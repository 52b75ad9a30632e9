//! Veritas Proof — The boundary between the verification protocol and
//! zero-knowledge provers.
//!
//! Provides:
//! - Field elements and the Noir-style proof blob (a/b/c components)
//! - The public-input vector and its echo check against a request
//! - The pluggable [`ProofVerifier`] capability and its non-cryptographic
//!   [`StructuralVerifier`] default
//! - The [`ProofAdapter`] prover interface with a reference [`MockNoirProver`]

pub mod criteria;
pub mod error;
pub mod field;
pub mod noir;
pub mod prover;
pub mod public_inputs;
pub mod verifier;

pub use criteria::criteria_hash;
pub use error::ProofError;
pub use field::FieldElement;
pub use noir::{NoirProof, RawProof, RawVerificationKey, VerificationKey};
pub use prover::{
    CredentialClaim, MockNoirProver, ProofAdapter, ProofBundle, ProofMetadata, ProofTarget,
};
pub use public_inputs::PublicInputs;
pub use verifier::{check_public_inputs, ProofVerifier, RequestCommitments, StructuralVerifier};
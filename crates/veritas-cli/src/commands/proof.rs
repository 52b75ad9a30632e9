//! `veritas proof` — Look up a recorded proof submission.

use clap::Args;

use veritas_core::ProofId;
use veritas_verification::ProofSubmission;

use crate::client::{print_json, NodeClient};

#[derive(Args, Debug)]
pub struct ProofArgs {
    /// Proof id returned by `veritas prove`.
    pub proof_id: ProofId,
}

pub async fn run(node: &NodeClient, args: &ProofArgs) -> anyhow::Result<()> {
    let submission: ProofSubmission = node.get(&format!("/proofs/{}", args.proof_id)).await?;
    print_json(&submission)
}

> **Instructions to follow**: Reproduce the listing from the "pub mod field;" line onward, verbatim.

> **Expected answer**:
pub mod field;
pub mod noir;
pub mod prover;
pub mod public_inputs;
pub mod verifier;

pub use criteria::criteria_hash;
pub use error::ProofError;
pub use field::FieldElement;
pub use noir::{NoirProof, RawProof, RawVerificationKey, VerificationKey};
pub use prover::{
    CredentialClaim, MockNoirProver, ProofAdapter, ProofBundle, ProofMetadata, ProofTarget,
};
pub use public_inputs::PublicInputs;
pub use verifier::{check_public_inputs, ProofVerifier, RequestCommitments, StructuralVerifier};
filename crates/veritas-cli/src/commands/proof.rs
repository 52b75ad9a30632e9
//! `veritas proof` — Look up a recorded proof submission.

use clap::Args;

use veritas_core::ProofId;
use veritas_verification::ProofSubmission;

use crate::client::{print_json, NodeClient};

#[derive(Args, Debug)]
pub struct ProofArgs {
    /// Proof id returned by `veritas prove`.
    pub proof_id: ProofId,
}

pub async fn run(node: &NodeClient, args: &ProofArgs) -> anyhow::Result<()> {
    let submission: ProofSubmission = node.get(&format!("/proofs/{}", args.proof_id)).await?;
    print_json(&submission)
}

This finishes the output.